• Problem to solve
Within the entries that follow, report how many lines contain the word "crates", giving the number by itself.

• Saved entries
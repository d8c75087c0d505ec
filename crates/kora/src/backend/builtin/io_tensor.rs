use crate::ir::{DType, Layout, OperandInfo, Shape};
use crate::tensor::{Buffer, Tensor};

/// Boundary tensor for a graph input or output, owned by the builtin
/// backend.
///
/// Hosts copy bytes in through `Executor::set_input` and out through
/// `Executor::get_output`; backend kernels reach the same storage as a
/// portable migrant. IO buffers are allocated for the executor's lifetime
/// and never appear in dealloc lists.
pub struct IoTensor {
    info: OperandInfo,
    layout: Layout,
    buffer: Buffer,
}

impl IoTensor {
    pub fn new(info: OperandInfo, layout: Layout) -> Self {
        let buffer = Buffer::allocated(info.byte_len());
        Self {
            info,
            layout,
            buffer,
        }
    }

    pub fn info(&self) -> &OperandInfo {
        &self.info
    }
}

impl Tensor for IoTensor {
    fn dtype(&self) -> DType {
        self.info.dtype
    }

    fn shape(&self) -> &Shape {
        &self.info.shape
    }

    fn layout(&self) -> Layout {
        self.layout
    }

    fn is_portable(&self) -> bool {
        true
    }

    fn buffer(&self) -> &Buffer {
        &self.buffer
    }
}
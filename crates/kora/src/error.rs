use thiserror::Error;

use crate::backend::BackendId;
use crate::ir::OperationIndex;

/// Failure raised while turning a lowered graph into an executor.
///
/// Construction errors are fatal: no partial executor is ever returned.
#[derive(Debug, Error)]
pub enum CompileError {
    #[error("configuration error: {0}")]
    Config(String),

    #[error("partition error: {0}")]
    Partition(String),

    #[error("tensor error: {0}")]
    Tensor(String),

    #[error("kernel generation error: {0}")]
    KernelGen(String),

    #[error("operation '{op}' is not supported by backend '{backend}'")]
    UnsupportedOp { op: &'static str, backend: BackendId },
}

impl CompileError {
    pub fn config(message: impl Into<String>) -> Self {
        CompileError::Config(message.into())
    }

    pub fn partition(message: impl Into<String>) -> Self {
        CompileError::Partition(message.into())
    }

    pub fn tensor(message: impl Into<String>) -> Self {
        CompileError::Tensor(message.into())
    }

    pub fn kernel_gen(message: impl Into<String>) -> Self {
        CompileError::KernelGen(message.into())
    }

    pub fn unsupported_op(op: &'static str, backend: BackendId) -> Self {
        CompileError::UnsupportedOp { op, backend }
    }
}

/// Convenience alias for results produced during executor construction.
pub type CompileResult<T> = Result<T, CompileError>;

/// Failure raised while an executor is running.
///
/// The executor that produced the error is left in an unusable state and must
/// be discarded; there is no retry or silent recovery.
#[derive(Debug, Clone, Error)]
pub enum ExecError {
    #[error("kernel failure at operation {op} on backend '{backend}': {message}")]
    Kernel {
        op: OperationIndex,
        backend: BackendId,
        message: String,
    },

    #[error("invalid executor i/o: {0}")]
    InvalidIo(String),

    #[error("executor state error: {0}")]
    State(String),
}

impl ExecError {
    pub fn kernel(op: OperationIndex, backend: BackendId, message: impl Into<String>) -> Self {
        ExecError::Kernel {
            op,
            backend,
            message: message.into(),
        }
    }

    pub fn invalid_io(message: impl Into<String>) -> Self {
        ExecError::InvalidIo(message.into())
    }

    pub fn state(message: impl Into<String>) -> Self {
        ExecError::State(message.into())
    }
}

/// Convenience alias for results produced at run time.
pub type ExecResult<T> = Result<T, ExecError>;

• Written reply
2